A popularidade da chamada genética de consumo disparou a partir de 2000. Hoje, várias empresas vendem testes de DNA a preços módicos (50-100 €) que permitem a qualquer um investigar a sua genealogia de forma eficaz. Através de uma amostra de saliva recolhida com um kit simples, empresas como a MyHeritage, Family Tree DNA ou Ancestry DNA analisam o DNA de cada cliente, gerando um ficheiro com a sua constituição genética. Estes dados são então comparados com os perfis registados em cada empresa, permitindo identificar indivíduos que partilham determinados segmentos de DNA e que, portanto, possuem ancestrais comuns. Os testes são ideais para construir árvores genealógicas, encontrar primos distantes (até ao terceiro grau), reunir filhos adotados e famílias biológicas ou revelar origens étnicas. As hipóteses de encontrar correspondências genéticas aumentam significativamente se os ficheiros genéticos forem partilhados em bases genéticas públicas. Estima-se que existam hoje mais de 15 milhões de perfis de DNA no conjunto atual de bases genéticas.

O sucesso da genealogia genética assenta em muito na partilha voluntária dos perfis individuais em bases públicas.
A plataforma GEDmatch, por exemplo, permite a cada utilizador fazer o upload dos seus dados genéticos, disponibilizando ferramentas de análise genealógica e acesso a toda a informação carregada (cerca de 1 milhão de perfis). Ou seja, na prática, os utilizadores abdicam da sua privacidade genética a troco de informação acerca dos seus parentes e ancestrais. É precisamente esse acesso totalmente livre que está na origem das inúmeras histórias de sucesso registadas na Sociedade Internacional de Genealogia Genética [1].

O enorme número de perfis de DNA nas bases de genealogia genética atuais (mais de 15 milhões) despertou a atenção das autoridades judiciais, que rapidamente perceberam como a informação armazenada podia ser explorada no âmbito da sua missão. A estratégia passa por comparar o DNA recolhido nos locais de crime com os perfis genéticos constantes nas bases genealógicas, de modo a identificar não o suspeito desconhecido, mas sim alguns familiares distantes. Esta via constitui uma alternativa à pesquisa em bases forenses que, além de estarem limitadas aos perfis de criminosos condenados, são altamente reguladas. O chamado caso do assassino do Golden State constituiu um dos primeiros sucessos da nova abordagem. Na tentativa de solucionar vários casos de homicídio, violação e roubo praticados na Califórnia entre 1974 e 1986, os investigadores começaram por criar um perfil genético a partir de uma amostra de DNA retirada de um local de crime, carregando-o de seguida na base GEDmatch. A pesquisa que se seguiu permitiu localizar rapidamente um primo afastado do criminoso. A partir deste elo construiu-se uma árvore genealógica que acabou por conduzir à identificação e prisão do autor dos crimes em abril de 2018. Desde então, cerca de 13 casos foram resolvidos através de pesquisas por familiares distantes em bases de genealogia genética. O poder da estratégia foi confirmado num estudo recente, que concluiu ser possível identificar um primo em terceiro grau de qualquer indivíduo a partir de uma base genética que cubra apenas 2% da população-alvo [2].
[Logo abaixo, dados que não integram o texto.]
// Dedicated persistence task: collectors append in memory, the store forwards each
// record over a channel, and this task batches them into SQLite. Memory stays the
// source of truth; while SQLite is failing the pending batch is capped and the
// oldest records are dropped.

use crate::history_repo::HistoryRepo;
use crate::models::SeriesKey;
use crate::series_store::PersistRecord;
use std::collections::{HashMap, HashSet};
use std::sync::Arc;
use std::sync::atomic::{AtomicU64, Ordering};
use tokio::sync::mpsc;
use tokio::time::{Duration, MissedTickBehavior, interval};

/// Channel capacity for the writer (records are dropped, not awaited, when full).
/// Also the most records the writer holds while flushes are failing.
pub fn writer_channel_capacity(flush_rate: u64) -> usize {
    (flush_rate as usize * 4).max(256)
}

pub struct HistoryWriterConfig {
    /// Pending records that trigger a flush.
    pub flush_rate: u64,
    pub flush_interval_secs: u64,
}

/// Records waiting for the next flush, bounded by `max_pending`.
struct PendingBatch {
    records: Vec<PersistRecord>,
    max_pending: usize,
    dropped: u64,
}

impl PendingBatch {
    fn new(max_pending: usize) -> Self {
        Self {
            records: Vec::new(),
            max_pending,
            dropped: 0,
        }
    }

    /// Add `record`, evicting the oldest pending records beyond `max_pending`.
    /// Returns how many were evicted.
    fn push(&mut self, record: PersistRecord) -> usize {
        self.records.push(record);
        let excess = self.records.len().saturating_sub(self.max_pending);
        if excess > 0 {
            self.records.drain(..excess);
            self.dropped += excess as u64;
        }
        excess
    }

    fn len(&self) -> usize {
        self.records.len()
    }
}

/// Flushes when `flush_rate` records are pending, every `flush_interval_secs`, and once
/// more after every sender is dropped. A failed flush keeps the batch for the next attempt.
pub fn spawn_history_writer(
    mut write_rx: mpsc::Receiver<PersistRecord>,
    history_repo: Arc<HistoryRepo>,
    config: HistoryWriterConfig,
    records_saved_total: Arc<AtomicU64>,
) -> tokio::task::JoinHandle<()> {
    let flush_rate = config.flush_rate as usize;
    let mut pending = PendingBatch::new(writer_channel_capacity(config.flush_rate));

    tokio::spawn(async move {
        let mut flush_tick = interval(Duration::from_secs(config.flush_interval_secs));
        flush_tick.set_missed_tick_behavior(MissedTickBehavior::Skip);
        let mut series_seen: HashSet<SeriesKey> = HashSet::new();
        loop {
            let flush_now = tokio::select! {
                received = write_rx.recv() => match received {
                    Some(record) => {
                        series_seen.insert(record.key.clone());
                        if pending.push(record) > 0 && pending.dropped % 100 == 1 {
                            tracing::warn!(
                                operation = "persist_sample",
                                pending = pending.len(),
                                dropped_total = pending.dropped,
                                "history backlog at capacity; dropping oldest unsaved samples"
                            );
                        }
                        pending.len() >= flush_rate
                    }
                    None => break,
                },
                _ = flush_tick.tick() => true,
            };
            if flush_now {
                flush(&history_repo, &mut pending, &records_saved_total).await;
            }
        }

        flush(&history_repo, &mut pending, &records_saved_total).await;
        tracing::info!(
            series_count = series_seen.len(),
            records_saved_total = records_saved_total.load(Ordering::Relaxed),
            records_unsaved = pending.len(),
            records_dropped = pending.dropped,
            "history writer stopped"
        );
    })
}

async fn flush(history_repo: &HistoryRepo, pending: &mut PendingBatch, saved_total: &AtomicU64) {
    if pending.records.is_empty() {
        return;
    }
    if let Err(e) = history_repo.save_samples(&pending.records).await {
        tracing::warn!(
            error = %e,
            operation = "save_samples",
            pending = pending.len(),
            "history flush failed; retrying on next flush"
        );
        return;
    }
    saved_total.fetch_add(pending.records.len() as u64, Ordering::Relaxed);

    let touched: HashMap<SeriesKey, usize> = pending
        .records
        .drain(..)
        .map(|r| (r.key, r.capacity))
        .collect();
    let mut trimmed = 0u64;
    for (key, capacity) in &touched {
        match history_repo.trim_series(key, *capacity).await {
            Ok(n) => trimmed += n,
            // Rows stay until the key's next flush trims them.
            Err(e) => tracing::warn!(error = %e, series = %key, operation = "trim_series", "trim failed"),
        }
    }
    tracing::debug!(
        series_count = touched.len(),
        rows_trimmed = trimmed,
        "samples persisted"
    );
}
O caso do assassino do Golden State e outros similares demonstraram de forma clara os benefícios da pesquisa de informação genética em bases públicas. No entanto, levantaram-se de imediato dúvidas legítimas sobre a legalidade e ética de uma prática que permite à justiça pesquisar dados genéticos de qualquer cidadão sem que haja qualquer suspeita da sua ligação a um crime (i.e., sem mandado judicial). Além disso, rapidamente se percebeu que a metodologia podia ser explorada para fins menos nobres como, por exemplo, a identificação de participantes em estudos científicos a partir dos seus dados genéticos. Nesta fase é, por isso, essencial regular a utilização das bases de genealogia genética e também informar os seus utilizadores de que o seu pedigree pode ser usado pela lei para capturar primos distantes menos cumpridores da lei.

 

Referências

[1] International Society of Genetic Genealogy Wiki, Success stories (2018); https://isogg.org/wiki/Success_stories.

[2] Erlich, Y., Shor, T., Pe’er, I., Carmi, S. (2018) Identity inference of genomic data using long-range familial searches. Science, 362: 690-694.